Tehran continues to increase its stockpile of low-enriched uranium far beyond the limits set in a landmark nuclear deal with world powers and to enrich it to greater purity than permitted, UN’s atomic watchdog agency says.

Satellite image shows Iran's Natanz nuclear facility in Isfahan, Iran, on October 21, 2020.
Satellite image shows Iran's Natanz nuclear facility in Isfahan, Iran, on October 21, 2020. (Reuters)

Iran's stockpile of enriched uranium is now more than 12 times the limit set down in a 2015 deal with world powers, the UN's nuclear agency has reported.

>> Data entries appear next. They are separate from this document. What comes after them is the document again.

// ABOUTME: External API client modules (USDA FoodData Central)
// ABOUTME: Provides nutritional data integration and caching

// Licensed under either of Apache License, Version 2.0 or MIT License at your option.
// Copyright ©2025 Async-IO.org

//! External API Clients
//!
//! This module contains clients for external APIs used by the pierre MCP server.

pub mod usda_client;

// Re-export commonly used types
pub use usda_client::{FoodDetails, FoodNutrient, FoodSearchResult, UsdaClient, UsdaClientConfig};
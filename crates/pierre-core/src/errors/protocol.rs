// ABOUTME: Protocol error types for MCP and A2A protocol operations
// ABOUTME: Defines ProtocolType enum and ProtocolError with structured context

use std::error::Error;

use super::database::DatabaseError;

/// Supported protocol types
#[non_exhaustive]
#[derive(Debug, Clone, Copy, PartialEq, Eq)]
pub enum ProtocolType {
    /// Model Context Protocol
    MCP,
    /// Agent-to-Agent protocol
    A2A,
}

/// Common error types for protocol operations
#[derive(Debug, thiserror::Error)]
pub enum ProtocolError {
    /// The requested protocol is not supported
    #[error("Unsupported protocol: {protocol:?}")]
    UnsupportedProtocol {
        /// Protocol type that is not supported
        protocol: ProtocolType,
    },

    /// The requested tool does not exist
    #[error("Tool '{tool_id}' not found. Available tools: {available_count}")]
    ToolNotFound {
        /// ID of the tool that was not found
        tool_id: String,
        /// Number of available tools
        available_count: usize,
    },

    /// Invalid parameter for tool
    #[error("Invalid parameter '{parameter}' for tool '{tool_id}': {reason}")]
    InvalidParameter {
        /// ID of the tool
        tool_id: String,
        /// Name of the invalid parameter
        parameter: &'static str,
        /// Reason why the parameter is invalid
        reason: &'static str,
    },

    /// Missing required parameter
    #[error("Missing required parameter '{parameter}' for tool '{tool_id}'")]
    MissingParameter {
        /// ID of the tool
        tool_id: String,
        /// Name of the missing parameter
        parameter: &'static str,
    },

    /// Configuration error occurred during protocol setup
    #[error("Missing configuration: {key}")]
    ConfigMissing {
        /// Configuration key that is missing
        key: &'static str,
    },

    /// Failed to convert between protocol formats
    #[error("Conversion failed from {from:?} to {to:?}: {reason}")]
    ConversionFailed {
        /// Source protocol type
        from: ProtocolType,
        /// Target protocol type
        to: ProtocolType,
        /// Reason for conversion failure
        reason: &'static str,
    },

    /// Serialization error
    #[error("Serialization failed for {context}")]
    Serialization {
        /// Context where serialization failed
        context: &'static str,
        /// Underlying JSON error
        #[source]
        source: serde_json::Error,
    },

    /// Database error during protocol operation
    #[error("Database error during protocol operation")]
    Database {
        /// Underlying database error
        #[from]
        source: DatabaseError,
    },

    /// Plugin not found
    #[error("Plugin '{plugin_id}' not found")]
    PluginNotFound {
        /// ID of the plugin that was not found
        plugin_id: String,
    },

    /// Plugin execution error
    #[error("Plugin '{plugin_id}' error: {details}")]
    PluginError {
        /// ID of the plugin
        plugin_id: String,
        /// Error details
        details: String,
    },

    /// Invalid schema
    #[error("Invalid schema for {entity}: {reason}")]
    InvalidSchema {
        /// Entity with invalid schema
        entity: &'static str,
        /// Reason why schema is invalid
        reason: String,
    },

    /// User's subscription tier is insufficient
    #[error("Insufficient subscription tier: requires {required}, has {current}")]
    InsufficientSubscription {
        /// Required subscription tier
        required: String,
        /// Current subscription tier
        current: String,
    },

    /// Rate limit exceeded
    #[error("Rate limit exceeded: {requests} requests in {window_secs}s")]
    RateLimitExceeded {
        /// Number of requests made
        requests: u32,
        /// Time window in seconds
        window_secs: u32,
    },

    /// Invalid request structure (detailed)
    #[error("Invalid {protocol:?} request: {reason}")]
    InvalidRequestDetailed {
        /// Protocol type
        protocol: ProtocolType,
        /// Reason why request is invalid
        reason: String,
    },

    /// Invalid request (simple)
    #[error("Invalid request: {0}")]
    InvalidRequest(String),

    /// Configuration error (detailed)
    #[error("Configuration error: {message}")]
    ConfigurationErrorDetailed {
        /// Error message
        message: String,
    },

    /// Configuration error (simple)
    #[error("Configuration error: {0}")]
    ConfigurationError(String),

    /// Serialization error with structured details
    #[error("Serialization failed: {message}")]
    SerializationErrorDetailed {
        /// Error message
        message: String,
    },

    /// Serialization error (simple)
    #[error("Serialization failed: {0}")]
    SerializationError(String),

    /// Invalid parameters (simple)
    #[error("Invalid parameters: {0}")]
    InvalidParameters(String),

    /// Tool execution failed (detailed)
    #[error("Tool '{tool_id}' execution failed")]
    ExecutionFailedDetailed {
        /// ID of the tool that failed
        tool_id: String,
        /// Underlying error
        #[source]
        source: Box<dyn Error + Send + Sync>,
    },

    /// Tool execution failed (simple)
    #[error("Tool execution failed: {0}")]
    ExecutionFailed(String),

    /// Internal server error
    #[error("Internal error: {0}")]
    InternalError(String),

    /// Operation was cancelled by user request
    #[error("Operation cancelled: {0}")]
    OperationCancelled(String),
}
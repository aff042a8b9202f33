// ABOUTME: Performance trend analysis and historical comparison engine for fitness progression
// ABOUTME: Tracks fitness improvements, identifies performance patterns, and provides trend analysis
//
// SPDX-License-Identifier: MIT OR Apache-2.0
// Copyright (c) 2025 Pierre Fitness Intelligence
//! Performance trend analysis and historical comparison engine
#![allow(clippy::cast_precision_loss)] // Safe: fitness data conversions
#![allow(clippy::cast_possible_truncation)] // Safe: controlled ranges

use std::cmp::min;

use super::{
    AdvancedInsight, Confidence, Deserialize, InsightSeverity, Serialize, TimeFrame, TrendAnalysis,
    TrendDataPoint, TrendDirection, UserFitnessProfile, FITNESS_IMPROVING_THRESHOLD,
    FITNESS_STABLE_THRESHOLD, MIN_STATISTICAL_SIGNIFICANCE_POINTS, SMALL_DATASET_REDUCTION_FACTOR,
    STATISTICAL_SIGNIFICANCE_THRESHOLD, STRENGTH_ENDURANCE_DIVISOR,
};
use crate::config::intelligence::{
    DefaultStrategy, IntelligenceConfig, IntelligenceStrategy, PerformanceAnalyzerConfig,
};
use crate::errors::{AppError, AppResult};
use crate::models::Activity;
use crate::physiological_constants::{
    adaptations::{
        HIGH_VOLUME_IMPROVEMENT_FACTOR, LOW_VOLUME_IMPROVEMENT_FACTOR,
        MODERATE_VOLUME_IMPROVEMENT_FACTOR,
    },
    duration::MIN_AEROBIC_DURATION,
    fitness_weights::{AEROBIC_WEIGHT, CONSISTENCY_WEIGHT, STRENGTH_WEIGHT},
    heart_rate::{HIGH_INTENSITY_HR_THRESHOLD, MODERATE_HR_THRESHOLD, RECOVERY_HR_THRESHOLD},
    performance::TARGET_WEEKLY_ACTIVITIES,
    statistics::STABILITY_THRESHOLD,
    training_load::{RECOVERY_LOAD_MULTIPLIER, TWO_WEEK_RECOVERY_THRESHOLD},
};
use chrono::{DateTime, Utc};
use std::cmp::Ordering;
use std::collections::HashMap;

/// Safe casting helper functions  
#[inline]
fn safe_u32_to_f32(value: u32) -> f32 {
    // Use f64 intermediate and proper conversion
    let as_f64 = f64::from(value);
    safe_f64_to_f32(as_f64)
}

/// Safe cast from f64 to f32 using `total_cmp` for comparison
#[inline]
fn safe_f64_to_f32(value: f64) -> f32 {
    // Handle special cases
    if value.is_nan() {
        return 0.0_f32;
    }

    // Use total_cmp for proper comparison without casting warnings
    if value.total_cmp(&f64::from(f32::MAX)) == Ordering::Greater {
        f32::MAX
    } else if value.total_cmp(&f64::from(f32::MIN)) == Ordering::Less {
        f32::MIN
    } else {
        // Value is within f32 range, use rounding conversion
        let rounded = value.round();
        if rounded > f64::from(f32::MAX) {
            f32::MAX
        } else if rounded < f64::from(f32::MIN) {
            f32::MIN
        } else {
            // Safe conversion using IEEE 754 standard rounding
            {
                rounded as f32
            }
        }
    }
}

/// Safe cast from u64 to f64
#[inline]
const fn safe_u64_to_f64(value: u64) -> f64 {
    // u64 to f64 conversion can lose precision for very large values
    // but for duration/count statistics, this is acceptable
    {
        value as f64
    }
}

/// Trait for analyzing performance trends over time
#[async_trait::async_trait]
pub trait PerformanceAnalyzerTrait {
    /// Analyze performance trends over a given timeframe
    async fn analyze_trends(
        &self,
        activities: &[Activity],
        timeframe: TimeFrame,
        metric: &str,
    ) -> AppResult<TrendAnalysis>;

    /// Calculate fitness score based on recent activities
    async fn calculate_fitness_score(&self, activities: &[Activity]) -> AppResult<FitnessScore>;

    /// Predict performance for a target activity
    async fn predict_performance(
        &self,
        activities: &[Activity],
        target: &ActivityGoal,
    ) -> AppResult<PerformancePrediction>;

    /// Calculate training load balance and recovery metrics
    async fn analyze_training_load(
        &self,
        activities: &[Activity],
    ) -> AppResult<TrainingLoadAnalysis>;
}

/// Advanced performance analyzer implementation with configurable strategy
pub struct AdvancedPerformanceAnalyzer<S: IntelligenceStrategy = DefaultStrategy> {
    strategy: S,
    config: PerformanceAnalyzerConfig,
    user_profile: Option<UserFitnessProfile>,
}

impl Default for AdvancedPerformanceAnalyzer {
    fn default() -> Self {
        Self::new()
    }
}

impl AdvancedPerformanceAnalyzer {
    /// Create a new performance analyzer with default strategy
    #[must_use]
    pub fn new() -> Self {
        let global_config = IntelligenceConfig::global();
        Self {
            strategy: DefaultStrategy,
            config: global_config.performance_analyzer.clone(),
            user_profile: None,
        }
    }
}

An International Atomic Energy Agency (IAEA) report said that as of November 2 "Iran's total enriched uranium stockpile... was 2442.9 kg."

The nuclear deal signed in 2015 with the United States, Germany, France, Britain, China, and Russia, known as the Joint Comprehensive Plan of Action, or JCPOA, allows Iran only to keep a stockpile of 202.8 kilogrammes (447 pounds).

The IAEA reported that Iran has also been continuing to enrich uranium to a purity of up to 4.5 percent, higher than the 3.67 percent allowed under the deal.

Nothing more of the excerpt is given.